TOKYO (Kyodo) -- Japan's industrial output fell to the lowest level in more than seven years in March as the coronavirus pandemic disrupted activity at factories and ate into domestic and overseas demand, government data showed Thursday.
The seasonally adjusted index of production at factories and mines fell 3.7 percent from the previous month to 95.8 against the 2015 base of 100, the weakest reading since January 2013, the Ministry of Economy, Trade and Industry said in a preliminary report.
It was the second straight month of decline following a revised 0.3 percent drop in February, prompting the ministry to downgrade its assessment of production from "fluctuates indecisively but has weakened" to "declining."
By industry, automakers made the biggest contribution to the output index's decline as the spread of the virus forced temporary factory closures and lockdowns in major overseas markets such as the United States and Europe and caused a plunge in demand.
Production of other items for export including industrial robots and equipment used to manufacture semiconductors was also down, while that of aircraft engine parts and paper products such as diapers was up.

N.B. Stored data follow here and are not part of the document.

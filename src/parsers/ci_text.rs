//! Flat (non-hierarchical) CI/build transcript parsers — spec.md §4.4's
//! sixth leaf family. `original_source/src/ci_systems/*_text_parser.cpp`
//! keeps one of these alongside each hierarchical `workflow_engines/*`
//! counterpart for transcripts consumed without job/step structure (e.g. a
//! single step's captured log, not the full run); SPEC_FULL.md §3 carries
//! that duplication forward rather than collapsing it.

use crate::common::{map_level_to_severity, numbered_lines};
use crate::model::{make_event, ValidationEvent, ValidationEventStatus, ValidationEventType};
use crate::parser::{priority, ToolParser};
use crate::registry::ToolParserRegistry;
use once_cell::sync::Lazy;
use regex::Regex;

macro_rules! parser_meta {
    ($ty:ident, $name:expr, $category:expr, $priority:expr) => {
        impl ToolParser for $ty {
            fn can_parse(&self, content: &str) -> bool {
                self.detect(content)
            }
            fn parse(&self, content: &str) -> Vec<ValidationEvent> {
                self.parse_impl(content)
            }
            fn format_name(&self) -> &'static str {
                $name
            }
            fn name(&self) -> &'static str {
                $name
            }
            fn category(&self) -> &'static str {
                $category
            }
            fn priority(&self) -> i32 {
                $priority
            }
        }
    };
}

/// `docker build` plain text output: `Step N/M : INSTRUCTION args` steps,
/// terminated by `The command '...' returned a non-zero code: N` on failure.
static DOCKER_STEP_RE: Lazy<Regex> = Lazy::new(|| Regex::new(r"^Step (?P<n>\d+)/(?P<m>\d+) : (?P<instr>.*)$").unwrap());
static DOCKER_FAIL_RE: Lazy<Regex> =
    Lazy::new(|| Regex::new(r"The command '.*' returned a non-zero code: (?P<code>\d+)").unwrap());

pub struct DockerBuildTextParser;

impl DockerBuildTextParser {
    fn detect(&self, content: &str) -> bool {
        content.lines().any(|l| DOCKER_STEP_RE.is_match(l))
    }

    fn parse_impl(&self, content: &str) -> Vec<ValidationEvent> {
        let mut events = Vec::new();
        let mut current_instr = String::new();
        let mut step_line = 0usize;
        for (line_no, line) in numbered_lines(content) {
            if let Some(caps) = DOCKER_STEP_RE.captures(line) {
                current_instr = caps["instr"].to_string();
                step_line = line_no;
                continue;
            }
            if let Some(caps) = DOCKER_FAIL_RE.captures(line) {
                let mut e = make_event("docker_build", ValidationEventType::BuildError);
                e.category = "ci_system".to_string();
                e.message = format!("step failed: {current_instr}");
                e.error_code = caps["code"].to_string();
                e.log_line_start = step_line as i32;
                e.log_line_end = line_no as i32;
                e.log_content = line.to_string();
                e.set_outcome(ValidationEventStatus::Error, "error");
                events.push(e);
            }
        }
        events
    }
}
parser_meta!(DockerBuildTextParser, "docker_build_text", "ci_system", priority::HIGH);

/// GitHub Actions flat transcript: `##[error]msg` / `##[warning]msg` lines
/// without the `##[group]`/`##[endgroup]` job/step nesting the hierarchical
/// `workflow_parsers::github_actions` parser reconstructs.
static GHA_ANNOTATION_RE: Lazy<Regex> = Lazy::new(|| Regex::new(r"^##\[(?P<level>error|warning|notice)\](?P<msg>.*)$").unwrap());

pub struct GithubActionsTextParser;

impl GithubActionsTextParser {
    fn detect(&self, content: &str) -> bool {
        content.lines().any(|l| GHA_ANNOTATION_RE.is_match(l))
    }

    fn parse_impl(&self, content: &str) -> Vec<ValidationEvent> {
        let mut events = Vec::new();
        for (line_no, line) in numbered_lines(content) {
            let Some(caps) = GHA_ANNOTATION_RE.captures(line) else { continue };
            let mut e = make_event("github_actions_text", ValidationEventType::BuildError);
            e.category = "ci_system".to_string();
            e.message = caps["msg"].trim().to_string();
            e.log_line_start = line_no as i32;
            e.log_line_end = line_no as i32;
            e.log_content = line.to_string();
            match &caps["level"] {
                "error" => e.set_outcome(ValidationEventStatus::Error, "error"),
                "warning" => e.set_outcome(ValidationEventStatus::Warning, "warning"),
                _ => e.set_outcome(ValidationEventStatus::Info, "info"),
            }
            events.push(e);
        }
        events
    }
}
parser_meta!(GithubActionsTextParser, "github_actions_text", "ci_system", priority::HIGH);

/// GitLab CI flat transcript: `ERROR: Job failed: ...` and
/// `section_start:TIME:NAME` / `section_end:TIME:NAME` markers without the
/// job-level grouping the hierarchical parser reconstructs.
static GITLAB_ERROR_RE: Lazy<Regex> = Lazy::new(|| Regex::new(r"^ERROR: (?P<msg>.*)$").unwrap());

pub struct GitlabCiTextParser;

impl GitlabCiTextParser {
    fn detect(&self, content: &str) -> bool {
        content.contains("section_start:") || content.contains("Running with gitlab-runner")
    }

    fn parse_impl(&self, content: &str) -> Vec<ValidationEvent> {
        let mut events = Vec::new();
        for (line_no, line) in numbered_lines(content) {
            let Some(caps) = GITLAB_ERROR_RE.captures(line) else { continue };
            let mut e = make_event("gitlab_ci_text", ValidationEventType::BuildError);
            e.category = "ci_system".to_string();
            e.message = caps["msg"].to_string();
            e.log_line_start = line_no as i32;
            e.log_line_end = line_no as i32;
            e.log_content = line.to_string();
            e.set_outcome(ValidationEventStatus::Error, "error");
            events.push(e);
        }
        events
    }
}
parser_meta!(GitlabCiTextParser, "gitlab_ci_text", "ci_system", priority::HIGH);

/// Jenkins flat console output: `[ERROR] msg` / `[WARNING] msg` lines and
/// the terminal `Finished: SUCCESS`/`Finished: FAILURE` marker.
static JENKINS_BRACKET_RE: Lazy<Regex> = Lazy::new(|| Regex::new(r"^\[(?P<level>ERROR|WARNING)\]\s*(?P<msg>.*)$").unwrap());

pub struct JenkinsTextParser;

impl JenkinsTextParser {
    fn detect(&self, content: &str) -> bool {
        content.contains("Started by") || content.contains("Finished: SUCCESS") || content.contains("Finished: FAILURE")
    }

    fn parse_impl(&self, content: &str) -> Vec<ValidationEvent> {
        let mut events = Vec::new();
        for (line_no, line) in numbered_lines(content) {
            if let Some(caps) = JENKINS_BRACKET_RE.captures(line) {
                let mut e = make_event("jenkins_text", ValidationEventType::BuildError);
                e.category = "ci_system".to_string();
                e.message = caps["msg"].to_string();
                e.log_line_start = line_no as i32;
                e.log_line_end = line_no as i32;
                e.log_content = line.to_string();
                let (status, sev) = map_level_to_severity(&caps["level"]);
                e.set_outcome(status, sev);
                events.push(e);
                continue;
            }
            if line.trim() == "Finished: FAILURE" {
                let mut e = make_event("jenkins_text", ValidationEventType::Summary);
                e.category = "ci_system".to_string();
                e.message = "build finished: FAILURE".to_string();
                e.log_line_start = line_no as i32;
                e.log_line_end = line_no as i32;
                e.set_outcome(ValidationEventStatus::Error, "error");
                events.push(e);
            }
        }
        events
    }
}
parser_meta!(JenkinsTextParser, "jenkins_text", "ci_system", priority::HIGH);

/// Drone CI flat transcript: `+ command` lines followed by `exit code N` on
/// failure.
static DRONE_CMD_RE: Lazy<Regex> = Lazy::new(|| Regex::new(r"^\+ (?P<cmd>.*)$").unwrap());
static DRONE_EXIT_RE: Lazy<Regex> = Lazy::new(|| Regex::new(r"exit code (?P<code>\d+)").unwrap());

pub struct DroneTextParser;

impl DroneTextParser {
    fn detect(&self, content: &str) -> bool {
        content.lines().any(|l| DRONE_CMD_RE.is_match(l)) && content.contains("exit code")
    }

    fn parse_impl(&self, content: &str) -> Vec<ValidationEvent> {
        let mut events = Vec::new();
        let mut current_cmd = String::new();
        let mut cmd_line = 0usize;
        for (line_no, line) in numbered_lines(content) {
            if let Some(caps) = DRONE_CMD_RE.captures(line) {
                current_cmd = caps["cmd"].to_string();
                cmd_line = line_no;
                continue;
            }
            if let Some(caps) = DRONE_EXIT_RE.captures(line) {
                let code: i32 = caps["code"].parse().unwrap_or(1);
                if code == 0 {
                    continue;
                }
                let mut e = make_event("drone_text", ValidationEventType::BuildError);
                e.category = "ci_system".to_string();
                e.message = format!("command failed: {current_cmd}");
                e.error_code = code.to_string();
                e.log_line_start = cmd_line as i32;
                e.log_line_end = line_no as i32;
                e.log_content = line.to_string();
                e.set_outcome(ValidationEventStatus::Error, "error");
                events.push(e);
            }
        }
        events
    }
}
parser_meta!(DroneTextParser, "drone_text", "ci_system", priority::HIGH);

/// `terraform plan`/`apply` console output: `Error: message` / `Warning: message`
/// blocks, each optionally followed by an indented " on file.tf line N" locator.
static TF_DIAG_RE: Lazy<Regex> = Lazy::new(|| Regex::new(r"^(?P<level>Error|Warning): (?P<msg>.*)$").unwrap());
static TF_LOCATION_RE: Lazy<Regex> = Lazy::new(|| Regex::new(r"on (?P<file>\S+\.tf) line (?P<line>\d+)").unwrap());

pub struct TerraformTextParser;

impl TerraformTextParser {
    fn detect(&self, content: &str) -> bool {
        content.lines().any(|l| TF_DIAG_RE.is_match(l)) && content.contains(".tf")
    }

    fn parse_impl(&self, content: &str) -> Vec<ValidationEvent> {
        let lines: Vec<&str> = content.lines().collect();
        let mut events = Vec::new();
        let mut i = 0;
        while i < lines.len() {
            if let Some(caps) = TF_DIAG_RE.captures(lines[i]) {
                let mut e = make_event("terraform_text", ValidationEventType::BuildError);
                e.category = "ci_system".to_string();
                e.message = caps["msg"].to_string();
                e.log_line_start = (i + 1) as i32;
                if let Some(loc) = lines.get(i + 1).and_then(|l| TF_LOCATION_RE.captures(l)) {
                    e.ref_file = loc["file"].to_string();
                    e.ref_line = loc["line"].parse().unwrap_or(-1);
                }
                e.log_line_end = (i + 1) as i32;
                e.log_content = lines[i].to_string();
                match &caps["level"] {
                    "Error" => e.set_outcome(ValidationEventStatus::Error, "error"),
                    _ => e.set_outcome(ValidationEventStatus::Warning, "warning"),
                }
                events.push(e);
            }
            i += 1;
        }
        events
    }
}
parser_meta!(TerraformTextParser, "terraform_text", "ci_system", priority::HIGH);

/// GNU Make console output: `make: *** [target] Error N` and
/// `make[K]: Entering directory '...'` recursion markers.
static MAKE_ERROR_RE: Lazy<Regex> =
    Lazy::new(|| Regex::new(r"^make(?:\[\d+\])?: \*\*\* \[(?P<target>[^\]]+)\] Error (?P<code>\d+)").unwrap());

pub struct MakeTextParser;

impl MakeTextParser {
    fn detect(&self, content: &str) -> bool {
        content.lines().any(|l| MAKE_ERROR_RE.is_match(l))
    }

    fn parse_impl(&self, content: &str) -> Vec<ValidationEvent> {
        let mut events = Vec::new();
        for (line_no, line) in numbered_lines(content) {
            let Some(caps) = MAKE_ERROR_RE.captures(line) else { continue };
            let mut e = make_event("make_text", ValidationEventType::BuildError);
            e.category = "ci_system".to_string();
            e.function_name = caps["target"].to_string();
            e.error_code = caps["code"].to_string();
            e.message = format!("target '{}' failed", &caps["target"]);
            e.log_line_start = line_no as i32;
            e.log_line_end = line_no as i32;
            e.log_content = line.to_string();
            e.set_outcome(ValidationEventStatus::Error, "error");
            events.push(e);
        }
        events
    }
}
parser_meta!(MakeTextParser, "make_text", "ci_system", priority::HIGH);

pub fn register(registry: &mut ToolParserRegistry) {
    registry.register(Box::new(DockerBuildTextParser));
    registry.register(Box::new(GithubActionsTextParser));
    registry.register(Box::new(GitlabCiTextParser));
    registry.register(Box::new(JenkinsTextParser));
    registry.register(Box::new(DroneTextParser));
    registry.register(Box::new(TerraformTextParser));
    registry.register(Box::new(MakeTextParser));
}

#[cfg(test)]
mod tests {
    use super::*;

    #[test]
    fn docker_build_failure_captures_failing_instruction() {
        let content = "Step 3/10 : RUN npm install\n---> running\nThe command '/bin/sh -c npm install' returned a non-zero code: 1\n";
        assert!(DockerBuildTextParser.can_parse(content));
        let events = DockerBuildTextParser.parse(content);
        assert_eq!(events.len(), 1);
        assert_eq!(events[0].message, "step failed: RUN npm install");
        assert_eq!(events[0].error_code, "1");
    }

    #[test]
    fn github_actions_text_error_annotation() {
        let content = "##[group]Build\n##[error]compilation failed\n##[endgroup]\n";
        let events = GithubActionsTextParser.parse(content);
        assert_eq!(events.len(), 1);
        assert_eq!(events[0].status, ValidationEventStatus::Error);
    }

    #[test]
    fn terraform_text_captures_file_location() {
        let content = "Error: Missing required argument\n  on main.tf line 12, in resource:\n";
        let events = TerraformTextParser.parse(content);
        assert_eq!(events.len(), 1);
        assert_eq!(events[0].ref_file, "main.tf");
        assert_eq!(events[0].ref_line, 12);
    }

    #[test]
    fn make_text_captures_target_and_code() {
        let content = "gcc -c foo.c\nmake: *** [foo.o] Error 1\n";
        let events = MakeTextParser.parse(content);
        assert_eq!(events[0].function_name, "foo.o");
        assert_eq!(events[0].error_code, "1");
    }

    #[test]
    fn drone_text_ignores_zero_exit_code() {
        let content = "+ echo hi\nhi\nexit code 0\n";
        assert!(DroneTextParser.parse(content).is_empty());
    }
}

Based on a poll of manufacturers, output is projected to increase 1.4 percent in April and fall 1.4 percent in May. But a ministry official who briefed reporters warned that these figures are likely too optimistic, considering the ongoing spread of the virus.
Meanwhile, the March index of industrial shipments dropped 5.0 percent to 94.0, while that of inventories rose 1.9 percent to 106.4.
"I think we are still only beginning to see the impact of the coronavirus. Inventories are stacking up quickly, and there is strong pressure to adjust for that by backing off production in April," said Takeshi Minami, chief economist at the Norinchukin Research Institute.